Leia o trecho a seguir. Quando visualizados apenas por microscopia óptica, as diferentes populações de linfócitos são indistinguíveis morfologicamente. Porém, as subpopulações de linfócitos podem ser identificadas por meio de diferentes “grupos de diferenciação” presentes nas membranas dessas células. São proteínas que podem ser usados para identificar diferentes populações celulares.

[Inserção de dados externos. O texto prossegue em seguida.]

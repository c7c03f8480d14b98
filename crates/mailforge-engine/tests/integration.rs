//! Integration tests - Full pipeline from markup to output document
//!
//! Tests the complete workflow: parse → validate → head → body → inline →
//! minify → AMP rewrite → network backfill

use std::io::Cursor;
use std::sync::{Arc, Mutex};
use std::time::Duration;

use mailforge_engine::net::{Fetcher, NetError, Response};
use mailforge_engine::{CompileError, CompileOptions, Compiler, Target, ValidationLevel};

fn document(head: &str, column: &str) -> String {
    format!(
        "<mjml>\n<mj-head>{}</mj-head>\n<mj-body>\n<mj-section>\n<mj-column>\n{}\n</mj-column>\n</mj-section>\n</mj-body>\n</mjml>",
        head, column
    )
}

fn png(width: u32, height: u32) -> Vec<u8> {
    let image = image::DynamicImage::ImageRgb8(image::RgbImage::new(width, height));
    let mut bytes = Vec::new();
    image
        .write_to(&mut Cursor::new(&mut bytes), image::ImageFormat::Png)
        .unwrap();
    bytes
}

/// Serves a fixed set of URLs and records every request
struct StubFetcher {
    calls: Mutex<Vec<String>>,
}

impl StubFetcher {
    fn new() -> Arc<Self> {
        Arc::new(Self {
            calls: Mutex::new(Vec::new()),
        })
    }

    fn calls(&self) -> Vec<String> {
        self.calls.lock().unwrap().clone()
    }
}

impl Fetcher for StubFetcher {
    fn get(&self, url: &str, _timeout: Duration) -> Result<Response, NetError> {
        self.calls.lock().unwrap().push(url.to_string());
        if url.starts_with("https://fonts.googleapis.com/css?family=Ubuntu") {
            return Ok(Response::ok(
                "@font-face { font-family: 'Ubuntu'; src: url(https://fonts.gstatic.com/s/ubuntu.woff2); }",
            ));
        }
        if url == "https://img.test/hero.png" {
            return Ok(Response::ok(png(1200, 600)));
        }
        Err(NetError::Network("unreachable".to_string()))
    }
}

// ============================================================================
// ATTRIBUTE RESOLUTION
// ============================================================================

#[test]
fn test_attribute_precedence() {
    let head = r##"<mj-attributes>
        <mj-all color="#111111" />
        <mj-text color="#222222" />
        <mj-class name="brand" color="#333333" />
    </mj-attributes>"##;
    let column = r##"<mj-text>a</mj-text>
        <mj-text mj-class="brand">b</mj-text>
        <mj-text mj-class="brand" color="#444444">c</mj-text>
        <mj-button>d</mj-button>"##;

    let output = Compiler::new(CompileOptions::html()).compile(&document(head, column)).unwrap();

    assert!(output.html.contains("color:#222222;"));
    assert!(output.html.contains("color:#333333;"));
    assert!(output.html.contains("color:#444444;"));
    // mj-all beats the button's built-in color
    assert!(output.html.contains("color:#111111;"));
    assert!(!output.html.contains("color:#000000;"));
}

#[test]
fn test_column_widths_per_section() {
    let source = r#"<mjml><mj-body>
        <mj-section>
            <mj-column><mj-text>left</mj-text></mj-column>
            <mj-column><mj-text>right</mj-text></mj-column>
        </mj-section>
        <mj-section>
            <mj-column><mj-text>full</mj-text></mj-column>
        </mj-section>
    </mj-body></mjml>"#;

    let output = Compiler::new(CompileOptions::html()).compile(source).unwrap();

    assert!(output.html.contains("mj-column-per-50"));
    assert!(output.html.contains("mj-column-per-100"));
    assert!(output.html.contains(".mj-column-per-50 { width:50% !important; max-width: 50%; }"));
}

// ============================================================================
// VALIDATION
// ============================================================================

#[test]
fn test_unknown_tag_is_reported_and_skipped() {
    let source = document("", "<mj-unknown />\n<mj-text>kept</mj-text>");

    for level in [ValidationLevel::Soft, ValidationLevel::Strict] {
        let options = CompileOptions {
            validation_level: level,
            ..CompileOptions::html()
        };
        let output = Compiler::new(options).compile(&source).unwrap();

        assert_eq!(output.errors.len(), 1, "{:?}", level);
        assert_eq!(output.errors[0].tag_name, "mj-unknown");
        assert_eq!(output.errors[0].line, Some(6));
        assert!(output.html.contains("kept"));
    }
}

#[test]
fn test_strict_rejects_invalid_attribute() {
    let source = document("", r#"<mj-text padding="lots">x</mj-text>"#);

    let soft = Compiler::new(CompileOptions::html()).compile(&source).unwrap();
    assert_eq!(soft.errors.len(), 1);

    let options = CompileOptions {
        validation_level: ValidationLevel::Strict,
        ..CompileOptions::html()
    };
    match Compiler::new(options).compile(&source) {
        Err(CompileError::Validation { message, diagnostics }) => {
            assert!(message.starts_with("ValidationError: \n "));
            assert_eq!(diagnostics.len(), 1);
            assert_eq!(diagnostics[0].tag_name, "mj-text");
        }
        other => panic!("expected validation error, got {:?}", other.map(|o| o.html)),
    }
}

#[test]
fn test_skip_level_reports_nothing_from_validator() {
    let options = CompileOptions {
        validation_level: ValidationLevel::Skip,
        ..CompileOptions::html()
    };
    let output = Compiler::new(options)
        .compile(&document("", r#"<mj-text padding="lots">x</mj-text>"#))
        .unwrap();
    assert!(output.errors.is_empty());
}

#[test]
fn test_malformed_documents() {
    let compiler = Compiler::default();
    assert!(matches!(compiler.compile("<mjml></mjml>"), Err(CompileError::Malformed)));
    assert!(matches!(
        compiler.compile("<mjml><mj-head></mj-head></mjml>"),
        Err(CompileError::Malformed)
    ));
    assert!(matches!(compiler.compile(""), Err(CompileError::Parse(_))));
    assert!(compiler
        .compile("<mjml/>")
        .unwrap_err()
        .to_string()
        .starts_with("Malformed MJML"));
}

#[test]
fn test_empty_body_still_renders_wrapper() {
    let output = Compiler::default().compile("<mjml><mj-body></mj-body>").unwrap();
    assert!(output.html.contains("<div lang=\"und\" dir=\"auto\"></div>"));
}

// ============================================================================
// HEAD AND DOCUMENT SHAPE
// ============================================================================

#[test]
fn test_file_start_raw_precedes_doctype() {
    let source = r#"<mjml>
        <mj-raw position="file-start">{% set brand = "x" %}</mj-raw>
        <mj-body><mj-section><mj-column><mj-text>t</mj-text></mj-column></mj-section></mj-body>
    </mjml>"#;

    for options in [CompileOptions::html(), CompileOptions::amp()] {
        let output = Compiler::new(options).compile(source).unwrap();
        assert!(output.html.starts_with("{% set brand = \"x\" %}\n<!doctype html>"));
    }
}

#[test]
fn test_bare_ampersands_in_content() {
    let column = r#"<mj-text>Fish & chips</mj-text>
        <mj-button href="https://shop.test/?a=1&b=2">Terms && conditions</mj-button>
        <mj-raw><script>if (a && b) {}</script></mj-raw>"#;
    let output = Compiler::default().compile(&document("", column)).unwrap();

    assert!(output.html.contains("Fish & chips"));
    assert!(output.html.contains("Terms && conditions"));
    assert!(output.html.contains("<script>if (a && b) {}</script>"));
}

#[test]
fn test_html_attributes_applied() {
    let head = r#"<mj-html-attributes>
        <mj-selector path=".custom div">
            <mj-html-attribute name="data-id">42</mj-html-attribute>
        </mj-selector>
    </mj-html-attributes>"#;
    let output = Compiler::new(CompileOptions::html())
        .compile(&document(head, r#"<mj-text css-class="custom">x</mj-text>"#))
        .unwrap();
    assert!(output.html.contains("data-id=\"42\""));
}

#[test]
fn test_inline_styles_applied() {
    let head = r#"<mj-style inline="inline">.red { color: red; }</mj-style>"#;
    let column = r#"<mj-raw><p class="red">hi</p></mj-raw>"#;
    let output = Compiler::new(CompileOptions::html()).compile(&document(head, column)).unwrap();
    assert!(output.html.contains("style=\"color: red;\""));
}

#[test]
fn test_inlining_keeps_document_shell_and_template_rows() {
    let source = r#"<mjml>
        <mj-raw position="file-start">{% raw %}</mj-raw>
        <mj-head><mj-style inline="inline">.red { color: red; }</mj-style></mj-head>
        <mj-body><mj-section><mj-column>
            <mj-raw><table><tbody>{{#each rows}}<tr><td class="red">{{name}}</td></tr>{{/each}}</tbody></table></mj-raw>
        </mj-column></mj-section></mj-body>
    </mjml>"#;

    for options in [CompileOptions::html(), CompileOptions::amp()] {
        let amp = options.target == Target::Amp;
        let html = Compiler::new(options).compile(source).unwrap().html;

        assert!(html.starts_with("{% raw %}\n<!doctype html>\n"));
        if amp {
            assert!(html.contains("<html \u{26A1}4email data-css-strict"));
        }
        assert!(html.contains("<tbody>{{#each rows}}<tr><td class=\"red\""));
        assert!(html.contains("{{name}}</td></tr>{{/each}}</tbody></table>"));
    }

    let html = Compiler::new(CompileOptions::html()).compile(source).unwrap().html;
    assert!(html.contains("<td class=\"red\" style=\"color: red;\">{{name}}</td>"));
}

#[test]
fn test_amp_single_custom_style_and_no_img() {
    let head = r#"<mj-style>.x { color: blue !important; }</mj-style>"#;
    let column = r#"<mj-image src="https://img.test/hero.png" width="300px" />
        <mj-carousel>
            <mj-carousel-image src="https://img.test/a.png" />
            <mj-carousel-image src="https://img.test/b.png" />
        </mj-carousel>"#;

    let output = Compiler::new(CompileOptions::amp()).compile(&document(head, column)).unwrap();

    assert_eq!(output.html.matches("<style amp-custom>").count(), 1);
    assert!(!output.html.contains("<img"));
    assert!(!output.html.contains("!important"));
    assert!(output.html.contains("layout=\"responsive\""));
    assert!(output.html.contains("<amp-carousel"));
    assert!(!output.html.contains("<!--[if mso"));
}

#[test]
fn test_html_target_keeps_outlook_markup() {
    let output = Compiler::new(CompileOptions::html())
        .compile(&document("", r#"<mj-image src="https://img.test/hero.png" />"#))
        .unwrap();
    assert!(output.html.contains("<!--[if mso | IE]>"));
    assert!(output.html.contains("<img"));
    assert_eq!(Compiler::new(CompileOptions::html()).options().target, Target::Html);
}

// ============================================================================
// MINIFICATION GUARD
// ============================================================================

fn minifying(sanitize: bool) -> CompileOptions {
    CompileOptions {
        minify: true,
        sanitize_styles: sanitize,
        ..CompileOptions::html()
    }
}

#[test]
fn test_template_tokens_survive_minification() {
    let head = "<mj-style>.a { color: {{ brand }}; }</mj-style>";
    let column = r#"<mj-raw><div style="color : [[ accent ]] ;  margin : 0px">x</div></mj-raw>"#;

    let output = Compiler::new(minifying(true)).compile(&document(head, column)).unwrap();

    assert!(output.html.contains("{{ brand }}"));
    assert!(output.html.contains("[[ accent ]]"));
    assert!(!output.html.contains("mj_value_temp"));
}

#[test]
fn test_unbalanced_tokens_fail() {
    let column = r#"<mj-raw><div style="{{ a: {{ b }};">x</div></mj-raw>"#;
    let err = Compiler::new(minifying(true)).compile(&document("", column)).unwrap_err();

    assert!(matches!(err, CompileError::Guard(_)));
    assert!(err.to_string().starts_with("Unbalanced template delimiters found in CSS"));
}

#[test]
fn test_mixed_syntax() {
    let column = r#"<mj-raw><div style="{{ block }}; color: {{ c }}">x</div></mj-raw>"#;
    let source = document("", column);

    let err = Compiler::new(minifying(true)).compile(&source).unwrap_err();
    assert!(err.to_string().contains("Mixed variable syntax detected"));

    let options = CompileOptions {
        allow_mixed_syntax: true,
        ..minifying(true)
    };
    let output = Compiler::new(options).compile(&source).unwrap();
    assert!(output.html.contains("{{ block }}"));
    assert!(output.html.contains("{{ c }}"));
}

#[test]
fn test_guard_off_without_sanitize() {
    let column = r#"<mj-raw><div style="{{ a: {{ b }};">x</div></mj-raw>"#;
    assert!(Compiler::new(minifying(false)).compile(&document("", column)).is_ok());
}

#[test]
fn test_beautify_when_not_minifying() {
    let options = CompileOptions {
        beautify: true,
        ..CompileOptions::html()
    };
    let output = Compiler::new(options).compile(&document("", "<mj-text>x</mj-text>")).unwrap();
    assert!(output.html.starts_with("<!doctype html>"));
    assert!(output.html.contains("\n"));
}

// ============================================================================
// NETWORK BACKFILL
// ============================================================================

#[test]
fn test_amp_fonts_fetched_into_custom_css() {
    let fetcher = StubFetcher::new();
    let options = CompileOptions {
        fetch_fonts_for_amp: true,
        ..CompileOptions::amp()
    };
    let output = Compiler::new(options)
        .with_fetcher(fetcher.clone())
        .compile(&document("", "<mj-text>hello</mj-text>"))
        .unwrap();

    assert!(output.html.contains("@font-face"));
    assert!(!output.html.contains("<link href=\"https://fonts.googleapis.com"));
    assert_eq!(output.html.matches("<style amp-custom>").count(), 1);
    assert_eq!(fetcher.calls().len(), 1);
}

#[test]
fn test_amp_fonts_linked_by_default() {
    let fetcher = StubFetcher::new();
    let output = Compiler::new(CompileOptions::amp())
        .with_fetcher(fetcher.clone())
        .compile(&document("", "<mj-text>hello</mj-text>"))
        .unwrap();

    assert!(output.html.contains("https://fonts.googleapis.com/css?family=Ubuntu"));
    assert!(fetcher.calls().is_empty());
}

#[test]
fn test_image_dimensions_backfilled() {
    let fetcher = StubFetcher::new();
    let options = CompileOptions {
        fetch_image_dimensions: true,
        ..CompileOptions::amp()
    };
    let column = r#"<mj-image src="https://img.test/hero.png" />
        <mj-image src="https://img.test/missing.png" />"#;
    let output = Compiler::new(options)
        .with_fetcher(fetcher.clone())
        .compile(&document("", column))
        .unwrap();

    assert!(output.html.contains("width=\"1200\""));
    assert!(output.html.contains("height=\"600\""));
    assert!(output.html.contains("src=\"https://img.test/missing.png\""));
    assert_eq!(fetcher.calls().len(), 2);
}

#[test]
fn test_compile_async() {
    let output = smol::block_on(
        Compiler::new(CompileOptions::amp()).compile_async(&document("", "<mj-text>async</mj-text>")),
    )
    .unwrap();
    assert!(output.html.contains("async"));
}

Assinale a opção que indica o método descrito acima.
- A)NGS.
NGS é sequenciamento de nova geração e serve para analisar DNA/RNA, não para identificar subpopulações de linfócitos por marcadores de membrana.
- B)Elisa.
ELISA detecta antígenos ou anticorpos em amostras, mas não é o método clássico para imunofenotipagem celular em suspensão.
- C)FISH.
FISH identifica sequências específicas de DNA ou RNA por sondas fluorescentes, sendo mais usado em genética e citogenética do que na análise de linfócitos por CD.
- D)Cariótipo.
Cariótipo avalia número e estrutura dos cromossomos, portanto não identifica diretamente populações celulares por proteínas de membrana.
- E)Citometria de fluxo.
Citometria de fluxo é o método correto porque usa anticorpos fluorescentes contra marcadores de membrana para identificar e separar subpopulações de linfócitos.
Gabarito: E
A ideia central da questão é simples: nem todo linfócito “parece” diferente ao microscópio óptico, então a identificação das subpopulações exige outro tipo de leitura. Em vez de olhar só a forma da célula, você analisa moléculas de membrana chamadas marcadores de diferenciação, muito conhecidos como CD (cluster of differentiation). Esses marcadores funcionam quase como uma etiqueta de nome no crachá da célula. A técnica clássica para isso é a citometria de fluxo, que permite avaliar células individualmente enquanto passam em suspensão por um feixe de laser. Com anticorpos marcados com fluorocromos, você detecta quais marcadores estão presentes e em que intensidade. Assim, fica possível diferenciar populações como linfócitos T, B e NK, além de subpopulações mais específicas. Por isso, o gabarito é a letra E. O enunciado descreve exatamente o uso de marcadores de membrana para identificar populações celulares, algo típico da citometria de fluxo. Em prova, sempre que aparecerem termos como CD, anticorpos fluorescentes, imunofenotipagem ou análise de células em suspensão, acenda o alerta para essa técnica. As outras alternativas pertencem a mundos diferentes: umas servem para detectar DNA/RNA, outras para proteínas solúveis ou alterações cromossômicas. Ou seja, a banca colocou vários métodos laboratoriais para ver se você reconhece o “cheiro” de cada um. Aqui, o cheiro é de imunofenotipagem por citometria de fluxo.